Which lines of the listing hold the string "PostgresDatabase"? Show each of them.

##### Material supplied #####

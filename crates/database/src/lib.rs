//! # Database Crate
//!
//! A thin, backend-agnostic layer over `sqlx` that standardizes how the rest of
//! an application obtains an engine (connection pool) and units of work.
//!
//! ## Architectural Principles
//!
//! - **Delegation:** Query execution, pooling, and transaction semantics all
//!   belong to `sqlx` and the database drivers. This crate only assembles
//!   configuration, creates the pool, and manages the registered schema.
//! - **Closed backend set:** Backends are the variants of
//!   [`configuration::Backend`], dispatched with exhaustive `match`es.
//! - **Explicit schema:** Tables are registered on a [`Schema`] owned by each
//!   [`Database`]; there is no process-wide registry.
//! - **Scoped sessions:** A [`Session`] is a transaction that rolls back unless
//!   committed, on every exit path.
//!
//! ## Public API
//!
//! - `Database::new`: The factory that detects the backend from a URI and connects.
//! - `Database`: Holds the pool and schema and provides `session`, `reinitialize`,
//!   `create_tables`, `drop_tables`, `execute`, and `delete_all`.
//! - `SqliteDatabase` / `PostgresDatabase`: Backend-specific constructors.
//! - `Schema`, `Table`, `Column`, `Model`: Portable table definitions.
//! - `DbError`: The specific error types that can be returned from this crate.

// Declare the modules that constitute this crate.
pub mod backends;
pub mod connection;
pub mod database;
pub mod error;
pub mod schema;
pub mod session;

// Re-export the key components to create a clean, public-facing API.
pub use backends::{PostgresDatabase, SqliteDatabase};
pub use database::{Database, DatabaseState};
pub use error::DbError;
pub use schema::{Column, ColumnType, Model, Schema, Table};
pub use session::Session;
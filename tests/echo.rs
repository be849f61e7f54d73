//! Statement echo is observable through the installed log sink.
//!
//! Kept in its own test binary because it installs the global subscriber.

use dbkit::{ConnectionConfig, Database, LoggingConfig, Schema, init_logging};

#[tokio::test]
async fn echo_toggles_statement_logging() -> anyhow::Result<()> {
    let dir = tempfile::tempdir()?;
    let guard = init_logging(&LoggingConfig {
        filter: Some("sqlx::query=trace".to_string()),
        directory: Some(dir.path().to_path_buf()),
        file_name: "echo.log".to_string(),
    })?;

    let quiet = Database::new(ConnectionConfig::sqlite_in_memory(), Schema::new()).await?;
    quiet.execute("SELECT 'echo-off-marker'").await?;

    let loud = Database::new(ConnectionConfig::sqlite_in_memory().with_echo(true), Schema::new()).await?;
    loud.execute("SELECT 'echo-on-marker'").await?;

    quiet.close().await;
    loud.close().await;
    drop(guard);

    let log = std::fs::read_to_string(dir.path().join("echo.log"))?;
    assert!(log.contains("echo-on-marker"), "echoed statement missing from log:\n{log}");
    assert!(!log.contains("echo-off-marker"), "statement logged with echo disabled:\n{log}");
    Ok(())
}
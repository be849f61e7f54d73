//! Embedded, file-backed SQLite.

use crate::database::Database;
use crate::error::DbError;
use crate::schema::Schema;
use configuration::{ConnectionConfig, SqliteLocation, SqliteParams, render_query};
use percent_encoding::{AsciiSet, CONTROLS, utf8_percent_encode};
use sqlx::Executor;
use sqlx::any::AnyPoolOptions;
use std::path::Path;

pub(crate) const LIST_TABLES: &str =
    "SELECT name FROM sqlite_master WHERE type = 'table' AND name NOT LIKE 'sqlite_%' ORDER BY name";

/// The driver percent-decodes the file name, so these must be escaped.
const FILE_NAME: &AsciiSet = &CONTROLS.add(b' ').add(b'%').add(b'?').add(b'#');

pub(crate) fn driver_url(params: &SqliteParams) -> String {
    match &params.location {
        SqliteLocation::Memory => format!("sqlite::memory:{}", render_query(&params.options)),
        SqliteLocation::File(path) => {
            let path = path.to_string_lossy();
            // mode=rwc creates the file on first use unless the caller picked a mode.
            let mut options = params.options.clone();
            if !options.iter().any(|(key, _)| key == "mode") {
                options.insert(0, ("mode".to_string(), "rwc".to_string()));
            }
            format!(
                "sqlite:{}{}",
                utf8_percent_encode(&path, FILE_NAME),
                render_query(&options)
            )
        }
    }
}

pub(crate) fn pool_options(location: &SqliteLocation, options: AnyPoolOptions) -> AnyPoolOptions {
    match location {
        // Every new connection to `:memory:` opens a distinct empty database, so the
        // pool is pinned to one connection that lives as long as the engine.
        SqliteLocation::Memory => options
            .max_connections(1)
            .min_connections(1)
            .idle_timeout(None)
            .max_lifetime(None),
        SqliteLocation::File(_) => options.after_connect(|conn, _meta| {
            Box::pin(async move {
                // WAL lets readers keep a snapshot while another session commits.
                conn.execute("PRAGMA journal_mode = WAL").await?;
                conn.execute("PRAGMA synchronous = NORMAL").await?;
                Ok(())
            })
        }),
    }
}

/// Constructors for SQLite-backed databases.
pub struct SqliteDatabase;

impl SqliteDatabase {
    /// Opens (creating if needed) the database file at `path`.
    pub async fn open(path: impl AsRef<Path>, schema: Schema) -> Result<Database, DbError> {
        Database::connect(&ConnectionConfig::sqlite(path), schema).await
    }

    /// Opens a private in-memory database.
    pub async fn in_memory(schema: Schema) -> Result<Database, DbError> {
        Database::connect(&ConnectionConfig::sqlite_in_memory(), schema).await
    }
}
use thiserror::Error;

#[derive(Error, Debug)]
pub enum ConfigError {
    #[error("Failed to load configuration from file: {0}")]
    LoadError(#[from] config::ConfigError),

    /// The parameter set is ambiguous or incomplete.
    #[error("Invalid connection configuration: {0}")]
    Configuration(String),

    /// The URI scheme does not match any known backend.
    #[error("Unsupported database backend: '{0}'")]
    UnsupportedBackend(String),

    #[error("Malformed connection URI: {0}")]
    InvalidUri(String),

    #[error("Failed to initialize logging: {0}")]
    Logging(String),
}
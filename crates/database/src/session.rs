use crate::error::DbError;
use crate::schema::quote_ident;
use configuration::Backend;
use sqlx::any::{Any, AnyRow};
use sqlx::AnyConnection;
use sqlx::Transaction;
use std::ops::{Deref, DerefMut};

/// A unit of work against the engine.
///
/// A session is a database transaction. Changes become visible to other sessions
/// only after [`Session::commit`]; a session dropped without committing (including
/// on early return or panic) is rolled back. A session is owned by one task at a time.
///
/// It dereferences to the underlying connection, so any `sqlx` query can run inside it:
///
/// ```ignore
/// let mut session = db.session().await?;
/// sqlx::query("INSERT INTO users (email) VALUES (?)")
///     .bind("ada@example.com")
///     .execute(&mut *session)
///     .await?;
/// session.commit().await?;
/// ```
pub struct Session {
    tx: Transaction<'static, Any>,
    backend: Backend,
}

impl Session {
    pub(crate) fn new(tx: Transaction<'static, Any>, backend: Backend) -> Self {
        tracing::debug!(%backend, "Session opened.");
        Self { tx, backend }
    }

    pub fn backend(&self) -> Backend {
        self.backend
    }

    /// Runs a statement and returns the number of rows it affected.
    pub async fn execute(&mut self, sql: &str) -> Result<u64, DbError> {
        let result = sqlx::query(sql).execute(&mut *self.tx).await?;
        Ok(result.rows_affected())
    }

    pub async fn fetch_all(&mut self, sql: &str) -> Result<Vec<AnyRow>, DbError> {
        Ok(sqlx::query(sql).fetch_all(&mut *self.tx).await?)
    }

    pub async fn fetch_optional(&mut self, sql: &str) -> Result<Option<AnyRow>, DbError> {
        Ok(sqlx::query(sql).fetch_optional(&mut *self.tx).await?)
    }

    /// Number of rows in `table`, as seen by this session.
    pub async fn count(&mut self, table: &str) -> Result<i64, DbError> {
        let sql = format!("SELECT COUNT(*) FROM {}", quote_ident(table));
        Ok(sqlx::query_scalar::<_, i64>(&sql).fetch_one(&mut *self.tx).await?)
    }

    /// Makes this session's changes visible to everyone.
    pub async fn commit(self) -> Result<(), DbError> {
        self.tx.commit().await?;
        tracing::debug!(backend = %self.backend, "Session committed.");
        Ok(())
    }

    /// Discards this session's changes.
    pub async fn rollback(self) -> Result<(), DbError> {
        self.tx.rollback().await?;
        tracing::debug!(backend = %self.backend, "Session rolled back.");
        Ok(())
    }
}

impl std::fmt::Debug for Session {
    fn fmt(&self, f: &mut std::fmt::Formatter<'_>) -> std::fmt::Result {
        f.debug_struct("Session")
            .field("backend", &self.backend)
            .finish_non_exhaustive()
    }
}

impl Deref for Session {
    type Target = AnyConnection;

    fn deref(&self) -> &Self::Target {
        &self.tx
    }
}

impl DerefMut for Session {
    fn deref_mut(&mut self) -> &mut Self::Target {
        &mut self.tx
    }
}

#####

| The answer |
//! - `SqliteDatabase` / `PostgresDatabase`: Backend-specific constructors.
pub use backends::{PostgresDatabase, SqliteDatabase};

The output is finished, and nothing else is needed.